Gregory Alan Bolcer (
Tue, 03 Aug 1999 07:09:20 -0700

My view is that estate taxes are simply recognized as the government
as a pot of money that the heir doesn't have 100% claim to. It's a completely
opportunistic money grab of funds that property that's already been
taxed many times over. It's the one true evil tax in the tax code.
$650k is nothing in California if you add up the average house and
retirement fund. $1M even pushes the barrier. Why shouldn't a parent
be able to provide for better opportunities for their children? The goal
of society and the country is to always leave it a little bit better
for the next generation, why not increase the opportunities instead of
making every generation start from a fixed amount? Heck, the 16th
amendment was a mistake that should be repealed. [1] Estate taxes are just



Dave Long wrote:
> One theory of taxation says that you should attempt to tax things
> which don't show much elasticity; otherwise the tax is "inefficient"

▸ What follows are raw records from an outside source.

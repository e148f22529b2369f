//! In-memory `Store`.
//!
//! The whole state sits behind one async mutex. A unit of work holds the
//! lock for its lifetime and edits a private draft; `commit` swaps the draft
//! in, anything else throws it away. Units of work are therefore fully
//! serialized, which also closes every scope-check and sequencing race.

use std::sync::Arc;
use std::sync::atomic::{AtomicBool, Ordering};

use async_trait::async_trait;
use dg_character::domain::aggregates::{Ghost, Patient};
use dg_character::domain::communication::{CommStatus, CommunicationRequest};
use dg_character::domain::economy::ColorFragment;
use dg_core::error::DomainError;
use dg_core::timeline::{Page, TimelineEvent};
use dg_game::domain::aggregates::{Game, GamePlayer, Location, Region, sort_locations, sort_regions};
use dg_session::domain::aggregates::{Session, SessionPlayer};
use dg_session::domain::event_definition::{EventAbilityUsage, EventDefinition};
use tokio::sync::{Mutex, OwnedMutexGuard};
use uuid::Uuid;

use crate::store::{Store, UnitOfWork};

#[derive(Debug, Clone, Default)]
struct MemoryState {
    games: Vec<Game>,
    game_players: Vec<GamePlayer>,
    regions: Vec<Region>,
    locations: Vec<Location>,
    patients: Vec<Patient>,
    ghosts: Vec<Ghost>,
    fragments: Vec<ColorFragment>,
    sessions: Vec<Session>,
    session_players: Vec<SessionPlayer>,
    event_definitions: Vec<EventDefinition>,
    ability_usages: Vec<EventAbilityUsage>,
    comm_requests: Vec<CommunicationRequest>,
    timeline: Vec<TimelineEvent>,
}

/// A `Store` that keeps everything in process memory.
#[derive(Debug, Clone, Default)]
pub struct InMemoryStore {
    state: Arc<Mutex<MemoryState>>,
    fail_timeline_writes: Arc<AtomicBool>,
}

impl InMemoryStore {
    /// Creates an empty store.
    #[must_use]
    pub fn new() -> Self {
        Self::default()
    }

    /// Makes every subsequent timeline append fail with an infrastructure
    /// error, until switched off. Used to exercise rollback paths.
    pub fn fail_timeline_writes(&self, fail: bool) {
        self.fail_timeline_writes.store(fail, Ordering::SeqCst);
    }
}

#[async_trait]
impl Store for InMemoryStore {
    async fn begin(&self) -> Result<Box<dyn UnitOfWork>, DomainError> {
        let guard = Arc::clone(&self.state).lock_owned().await;
        let draft = guard.clone();
        Ok(Box::new(MemoryUnitOfWork {
            guard,
            draft,
            fail_timeline_writes: self.fail_timeline_writes.load(Ordering::SeqCst),
        }))
    }
}

struct MemoryUnitOfWork {
    guard: OwnedMutexGuard<MemoryState>,
    draft: MemoryState,
    fail_timeline_writes: bool,
}

fn replace<T>(
    items: &mut [T],
    item: &T,
    same: impl Fn(&T) -> bool,
    entity: &'static str,
    id: Uuid,
) -> Result<(), DomainError>
where
    T: Clone,
{
    let slot = items
        .iter_mut()
        .find(|existing| same(&**existing))
        .ok_or_else(|| DomainError::not_found(entity, id))?;
    *slot = item.clone();
    Ok(())
}

fn duplicate(entity: &str, id: Uuid) -> DomainError {
    DomainError::Conflict(format!("{entity} {id} already exists"))
}
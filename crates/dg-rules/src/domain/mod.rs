//! Dice domain.

pub mod expression;
pub mod resolution;
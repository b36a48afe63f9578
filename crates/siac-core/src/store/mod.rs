// ── Reactive data store ──
//
// Reconciled entity storage with push-based change notification.

mod collection;
mod data_store;
mod push;
mod refresh;

pub use collection::{EntityChange, EntityCollection, Subscription, UpsertOutcome};
pub use data_store::DataStore;
pub use push::PushApplied;
pub use refresh::SnapshotDiff;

> in the sense that the value lost to the taxed (including lowered
> production due to the tax) is greater than the revenues gained.
> According to that theory*, then, estate taxes should be run to the
> hilt, because life is invariably fatal. (extropians? anyone?
> Bueller?)
> Unfortunately, instead of affecting the production of (im)mortality,
> levying taxes on estates simply affects the production of estate
> planning (and, in the longer term, production of lawyers), so there
> probably is a good deal of elastic inefficiency to contend with.
> If there are any dynasts on FoRK, it looks like there's a unified
> tax credit such that you can give or bequeath up to $650K before
> hitting gift or estate taxes, and that amount is scheduled to
> increase to $1M (potentially per spouse) by 2006. Not exactly chump
> change; certainly enough to give a kid or two a modest competence.
> If you're still worried about your estate, it may be worth retaining
> counsel. Can anyone here confirm the rumor that Hunt (the Texan
> billionaire) managed to arrange his affairs such that he kicked the
> bucket owning only his pickup truck? If you take this route, be
> sure your offspring are advised against attempting to corner the
> silver market with their inheritance.
> -Dave
> * Taxing authorities didn't wait for the invention of the theory:
> transfer of a fief was one of the feudal events for which payment
> could be requested (relief). The Code of Hammurabi spends a good
> deal of text on dealing with the property of the dead.
> Reading the Magna Charta shows that in the 13th century, taxation
> was governed by much the same rules as those we follow when
> baby-showering or circulating cards around the office:
> 12. No scutage or aid shall be imposed in our Kingdom, unless by
> the General Council of our Kingdom; except for ransoming our person,
> making our eldest son a knight and once for marrying our eldest
> daughter; and for these there shall be paid no more than a reasonable
> aid. In like manner it shall be concerning the aids of the City of London.
> 15. We will not for the future grant to any one that he may take aid
> of his own free tenants, unless to ransom his body, and to make his
> eldest son a knight, and once to marry his eldest daughter; and for
> this there shall be only paid a reasonable aid.